Immunofluorescence microscopy or immunohistochemistry is the gold standard for diagnosis of MIDD. Presence of monoclonal immunoglobulin deposits in glomerular and tubular basement membrane is pathognomonic of MIDD.[1] In cases of LCDD, kappa light chain deposition predominates over lambda light chain (κ:λ = 4:1). Ultra structural examination shows flocculent to granular to powdery electron-dense material in glomerular basement membrane (100%), mesangium (96%), tubular basement membrane (96%), interstitium (18%), and vascular basement membrane (78%).[8]

The goals of treatment in MIDD are to control proliferation of plasma cells, preserve renal function and improve survival by using chemotherapeutic agents and autologous hematopoietic cell transplantation. Treatment of non-myeloma LCDD is not clear; chemotherapy with alkylating agents and steroids have shown modest results.[1] Bortezomib has been tried with success in patients with LCDD along with other chemotherapeutic agents.[12]

With therapy, 42% of the LCDD patients had either stabilization or improvement in renal function, 8% had worsening renal function (>50% increase in serum creatinine from baseline) and 50% progressed to end-stage kidney disease.[23] Age and serum creatinine at presentation are important predictors of renal survival, while age and coexisting myeloma are predictors of overall survival.[13] Renal transplantation is associated with recurrence of the disease post-transplant. Renal recurrence is seen in about 70% of the cases, but is not always associated with rapid graft loss. The median time to reach end-stage renal disease was 33.3 months.[14] Therefore, renal transplantation could be done to improve quality of life, but should be only carried out after achieving complete remission with chemotherapeutic agents and/or hematopoietic cell transplantation.
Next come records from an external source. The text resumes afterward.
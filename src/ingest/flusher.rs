use chrono::Utc;
use crossbeam::channel::{Receiver, RecvTimeoutError, Sender};
use parking_lot::Mutex;
use std::collections::BTreeMap;
use std::sync::Arc;
use std::sync::atomic::{AtomicU8, Ordering};
use std::time::Duration;
use tracing::{debug, error, warn};

use crate::cache::suggestion::SuggestionCache;
use crate::core::config::Config;
use crate::index::prefix::PrefixIndex;
use crate::index::rebuild::Rebuilder;
use crate::ingest::buffer::IngestBuffer;
use crate::metrics::emitter::Metrics;
use crate::storage::store::PhraseStore;
use crate::trending::window::TrendingWindow;

/// Messages from the service to the flusher worker.
pub enum Control {
    /// The buffer crossed the flush threshold.
    Hint,
    /// Flush immediately and acknowledge; admin and test hook.
    FlushNow(Sender<()>),
    Shutdown,
}

#[derive(Debug, Clone, Copy, PartialEq, Eq)]
pub enum FlusherState {
    Idle,
    Draining,
    Persisting,
    Indexing,
    Retrying,
}

impl FlusherState {
    pub fn as_str(&self) -> &'static str {
        match self {
            FlusherState::Idle => "idle",
            FlusherState::Draining => "draining",
            FlusherState::Persisting => "persisting",
            FlusherState::Indexing => "indexing",
            FlusherState::Retrying => "retrying",
        }
    }

    fn from_u8(raw: u8) -> Self {
        match raw {
            1 => FlusherState::Draining,
            2 => FlusherState::Persisting,
            3 => FlusherState::Indexing,
            4 => FlusherState::Retrying,
            _ => FlusherState::Idle,
        }
    }
}

#[derive(Debug, Clone, Default)]
struct PendingGroup {
    delta: u64,
    attempts: u32,
}

/// The write-behind aggregator: drains the buffer, groups events by phrase,
/// persists the deltas in one transaction, and only then applies them to
/// the index, the trending window, and cache invalidation, so the
/// in-memory count never runs ahead of the persisted count. Failed batches
/// are retried a few times, then dead-lettered.
pub struct Flusher {
    buffer: Arc<IngestBuffer>,
    store: Arc<dyn PhraseStore>,
    index: Arc<PrefixIndex>,
    rebuilder: Arc<Rebuilder>,
    trending: Arc<TrendingWindow>,
    suggestions: Arc<SuggestionCache>,
    metrics: Arc<Metrics>,

    state: AtomicU8,
    retry: Mutex<BTreeMap<String, PendingGroup>>,

    batch_size: usize,
    flush_threshold: usize,
    interval: Duration,
    high_water: usize,
    max_retries: u32,
}

impl Flusher {
    #[allow(clippy::too_many_arguments)]
    pub fn new(
        buffer: Arc<IngestBuffer>,
        store: Arc<dyn PhraseStore>,
        index: Arc<PrefixIndex>,
        rebuilder: Arc<Rebuilder>,
        trending: Arc<TrendingWindow>,
        suggestions: Arc<SuggestionCache>,
        metrics: Arc<Metrics>,
        config: &Config,
    ) -> Self {
        Flusher {
            buffer,
            store,
            index,
            rebuilder,
            trending,
            suggestions,
            metrics,
            state: AtomicU8::new(0),
            retry: Mutex::new(BTreeMap::new()),
            batch_size: config.batch_size,
            flush_threshold: config.flush_threshold,
            interval: Duration::from_millis(config.flush_interval_ms),
            high_water: config.high_water(),
            max_retries: config.flush_max_retries,
        }
    }

    pub fn state(&self) -> FlusherState {
        FlusherState::from_u8(self.state.load(Ordering::Relaxed))
    }

    fn set_state(&self, state: FlusherState) {
        self.state.store(state as u8, Ordering::Relaxed);
    }

    /// Worker loop. Flushes when the interval elapses or when a hint says
    /// the threshold was crossed; a backlog past the high-water mark halves
    /// the interval until it drains.
    pub fn run(&self, rx: Receiver<Control>) {
        loop {
            let wait = if self.buffer.len() > self.high_water {
                self.interval / 2
            } else {
                self.interval
            };
            match rx.recv_timeout(wait) {
                Ok(Control::Hint) => {
                    if self.buffer.len() >= self.flush_threshold {
                        self.flush_cycle();
                    }
                }
                Ok(Control::FlushNow(ack)) => {
                    self.flush_cycle();
                    let _ = ack.send(());
                }
                Ok(Control::Shutdown) | Err(RecvTimeoutError::Disconnected) => {
                    self.flush_cycle();
                    return;
                }
                Err(RecvTimeoutError::Timeout) => {
                    self.flush_cycle();
                }
            }
        }
    }

    /// One drain-group-persist-apply pass. Also the synchronous entry point
    /// for `flush_now` and tests.
    pub fn flush_cycle(&self) {
        self.set_state(FlusherState::Draining);
        let drained = self.buffer.drain(self.batch_size);

        let mut groups: BTreeMap<String, PendingGroup> =
            std::mem::take(&mut *self.retry.lock());
        for event in &drained {
            groups.entry(event.phrase.clone()).or_default().delta += 1;
        }
        if groups.is_empty() {
            self.set_state(FlusherState::Idle);
            return;
        }

        // BTreeMap iteration gives the phrase-sorted order the persistence
        // side relies on to avoid deadlocks.
        let deltas: Vec<(String, u64)> = groups
            .iter()
            .map(|(phrase, g)| (phrase.clone(), g.delta))
            .collect();
        let now = Utc::now();

        self.set_state(FlusherState::Persisting);
        match self.store.upsert_batch(&deltas, now) {
            Ok(()) => {
                self.set_state(FlusherState::Indexing);
                self.apply_committed(&deltas);
                self.metrics
                    .flush_batch_size
                    .record(deltas.iter().map(|(_, d)| d).sum());
                debug!(
                    phrases = deltas.len(),
                    events = drained.len(),
                    "flush committed"
                );
            }
            Err(e) if e.is_transient() => {
                warn!(error = %e, "flush persistence failed");
                self.metrics.flush_failures.fetch_add(1, Ordering::Relaxed);
                self.set_state(FlusherState::Retrying);
                self.requeue(groups);
            }
            Err(e) => {
                self.metrics.flush_failures.fetch_add(1, Ordering::Relaxed);
                let dropped: u64 = groups.values().map(|g| g.delta).sum();
                self.metrics.dead_letters.fetch_add(dropped, Ordering::Relaxed);
                error!(error = %e, dropped, "flush failed permanently, dead-lettering batch");
            }
        }
        self.set_state(FlusherState::Idle);
    }

    /// Index, trending, and cache effects, strictly after the persistence
    /// commit. Index failures here are logged and skipped: the persisted
    /// count stays ahead and the next rebuild reconciles.
    fn apply_committed(&self, deltas: &[(String, u64)]) {
        let now = Utc::now();
        match self.rebuilder.apply_live(&self.index, deltas, now) {
            Ok(touched) => {
                for (phrase, _) in deltas {
                    self.metrics
                        .topk_recompute_depth
                        .record(phrase.chars().count() as u64);
                }
                self.suggestions.invalidate_prefixes(&touched);
            }
            Err(e) => {
                self.metrics.flush_failures.fetch_add(1, Ordering::Relaxed);
                error!(error = %e, "index apply failed after commit");
            }
        }
        for (phrase, delta) in deltas {
            self.trending.bump_by(phrase, *delta as f64, now);
        }
    }

    fn requeue(&self, groups: BTreeMap<String, PendingGroup>) {
        let mut retry = self.retry.lock();
        let mut dead = 0u64;
        for (phrase, mut group) in groups {
            group.attempts += 1;
            if group.attempts >= self.max_retries {
                dead += group.delta;
                warn!(phrase = %phrase, delta = group.delta, "dead-lettering after retries");
            } else {
                retry.insert(phrase, group);
            }
        }
        if dead > 0 {
            self.metrics.dead_letters.fetch_add(dead, Ordering::Relaxed);
        }
        warn!(pending = retry.len(), "flush batch re-queued after transient failure");
    }

    /// Pending retry groups, for stats.
    pub fn retry_backlog(&self) -> usize {
        self.retry.lock().len()
    }
}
The highlight of our case is that he was a young person presenting with gross hematuria and rapidly progressive renal failure with renal biopsy showing crescent formation along with mesangial nodules. A cursory examination of such biopsies can be labeled as mesangio-capillary glomerulonephritis with crescent formation. Thus, a detailed evaluation with immunofluorescence and electron microscopy, along with a high index of suspicion, is required to properly diagnose such cases.

Source of Support: Nil

Conflict of Interest: None declared.